Jak wynika z raportu analityków Banku Pekao, ostatnie 10 lat to prawdziwe złote lata dla branży rolno-spożywczej. W latach 2010-2019 roczna wartość eksportu wzrosła o ponad 160 proc., z 46 do 120 mld zł, w czym duży udział miały państwa Europy Zachodniej. W 2019 r. branża zatrudniała ponad 2,7 mln pracowników, a w 2019 r. Polska stała się szóstym największym producentem i eksporterem żywności wśród państw Wspólnoty.
– Przetwórstwo żywności okazało się być jednym z najbardziej odpornych na skutki pandemii sektorów polskiej gospodarki, jednak brak stabilności zarówno w warunkach funkcjonowania przedsiębiorstw w obszarze sprzedaży, jak i warunków finansowych może mieć negatywny wpływ na kondycję sektora – stwierdził Andrzej Gantner, dyrektor generalny Polskiej Federacji Producentów Żywności. Jak dodaje, problemy branży rolno-spożywczej, m.in. niepewność związaną z eksportem do Wielkiej Brytanii czy rosnące koszty pracy, to aspekty które spowodują, że najbliższe lata mogą być bardzo trudne.
Zidentyfikowany już dawno, ale wciąż nierozwiązany problem z małą wydajnością wraz z ostatnio wzmagającą się presją na wzrost kosztów pracy oraz rosnącą konkurencją doprowadzają do spadku marż. Wzrost kosztów, wynikający z wprowadzenia m.in. opłat mocowych, deszczowych czy cukrowych, poważnie wpływa na spowolnienie rozwoju sektora. Co warto podkreślić, z biegiem lat rynek Europy Zachodniej, do którego Polska eksportuje najwięcej, czeka stagnacja popytu, dlatego problemów nie rozwiąże – wzorem poprzednich lat – wzrost wolumenów sprzedaży.
Według analityków kluczowymi motorami rozwoju sektora powinny być trzy czynniki: wzrost produktywności, konsolidacja oraz rozwój eksportu na rynki poza UE. Pomimo znacznych nakładów na zwiększenie roli maszyn w produkcji, wydajność pracy w Polsce w tej branży pozostaje znacznie poniżej poziomów państw Europy Zachodniej.
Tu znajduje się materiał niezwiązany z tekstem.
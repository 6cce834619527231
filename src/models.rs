use std::fmt;

use chrono::{FixedOffset, NaiveDate, NaiveDateTime, Utc};
use serde::{Deserialize, Serialize};

use crate::error::{ConvError, Result};

#[derive(Debug, Clone, Copy, PartialEq, Eq, Default, Serialize, Deserialize)]
#[serde(rename_all = "lowercase")]
pub enum AccountType {
    Bank,
    #[default]
    Credit,
}

/// Fixed-offset timezone parsed from a POSIX-style spec such as `JST-9`.
#[derive(Debug, Clone, PartialEq, Eq, Hash)]
pub struct Timezone {
    pub name: String,
    /// Seconds east of UTC.
    pub offset_secs: i32,
}

impl Timezone {
    pub fn new(name: &str, offset_secs: i32) -> Self {
        Self {
            name: name.to_string(),
            offset_secs,
        }
    }

    /// POSIX offsets are negative east of Greenwich, so `JST-9` is UTC+9.
    pub fn parse(spec: &str) -> Result<Self> {
        let spec = spec.trim();
        let pos = spec
            .find('+')
            .or_else(|| spec.find('-'))
            .ok_or_else(|| ConvError::InvalidTimezone(spec.to_string()))?;
        let hours: i32 = spec[pos..]
            .parse()
            .map_err(|_| ConvError::InvalidTimezone(spec.to_string()))?;
        if !(-24..=24).contains(&hours) {
            return Err(ConvError::InvalidTimezone(spec.to_string()));
        }
        Ok(Self::new(&spec[..pos].to_uppercase(), -hours * 3600))
    }

    pub fn fixed_offset(&self) -> Option<FixedOffset> {
        FixedOffset::east_opt(self.offset_secs)
    }

    pub fn offset_hours(&self) -> f64 {
        f64::from(self.offset_secs) / 3600.0
    }

    /// Wall-clock time in this zone.
    pub fn now(&self) -> NaiveDateTime {
        match self.fixed_offset() {
            Some(offset) => Utc::now().with_timezone(&offset).naive_local(),
            None => Utc::now().naive_utc(),
        }
    }
}

impl fmt::Display for Timezone {
    fn fmt(&self, f: &mut fmt::Formatter<'_>) -> fmt::Result {
        write!(f, "{}{:+}", self.name, -self.offset_secs / 3600)
    }
}

/// One statement line.
#[allow(dead_code)]
#[derive(Debug, Clone, PartialEq, Eq)]
pub struct Transaction {
    pub date: NaiveDate,
    pub tzinfo: Option<Timezone>,
    pub description: String,
    /// Positive increases an asset or decreases a debt.
    pub amount: i64,
    pub memo: String,
    pub fitid: u64,
    pub category: String,
    pub tags: Vec<String>,
    pub account: String,
    /// `-`, `C` (cleared) or `R` (reconciled).
    pub status: String,
}

impl Transaction {
    pub fn new(date: NaiveDate, description: &str, amount: i64) -> Self {
        Self {
            date,
            tzinfo: None,
            description: description.to_string(),
            amount,
            memo: String::new(),
            fitid: 0,
            category: "unknown".to_string(),
            tags: Vec::new(),
            account: "unknown".to_string(),
            status: "-".to_string(),
        }
    }

    pub fn posted_at(&self) -> NaiveDateTime {
        self.date.and_time(chrono::NaiveTime::MIN)
    }
}

/// Non-fatal finding recorded while reading a statement.
#[derive(Debug, Clone, PartialEq, Eq)]
pub enum Warning {
    AmbiguousCharge {
        date: NaiveDate,
        amount: i64,
        matches: usize,
    },
    BadDate {
        row: usize,
        value: String,
        fallback: Option<NaiveDate>,
    },
    SkippedRow {
        row: usize,
        reason: String,
    },
}

impl fmt::Display for Warning {
    fn fmt(&self, f: &mut fmt::Formatter<'_>) -> fmt::Result {
        match self {
            Self::AmbiguousCharge {
                date,
                amount,
                matches,
            } => {
                let what = if *matches == 0 { "no" } else { "multiple" };
                write!(
                    f,
                    "{what} card charges found for date={date}, amount={amount}"
                )
            }
            Self::BadDate {
                row,
                value,
                fallback: Some(prev),
            } => write!(f, "row {row}: illegal date {value:?}, using {prev}"),
            Self::BadDate { row, value, .. } => {
                write!(f, "row {row}: illegal date {value:?}, row skipped")
            }
            Self::SkippedRow { row, reason } => write!(f, "row {row}: skipped ({reason})"),
        }
    }
}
Dowodem na to jest fakt, że aby wytworzyć 1 tys. euro produkcji w Polsce poświęcamy 12 godzin, podczas gdy w Holandii jedynie trzy. Konsolidacja mniejszych podmiotów przełożyłaby się na m.in. powstanie marek globalnie rozpoznawalnych oraz zaowocowała poszerzeniem oferty. Rozwój eksportu na rynki trzecie z kolei uniezależniłby Polskę od rynku zbytu, na którym prognozowana jest stagnacja.
Od początku roku indeks WIG-spożywczy spadł o 2,5 proc., do 3,12 tys. pkt. Od marcowej zapaści rynków odrobił wprawdzie 24 proc., jednak dotąd nie wrócił na poziom ponad 3,2 tys. pkt notowany pod koniec lutego.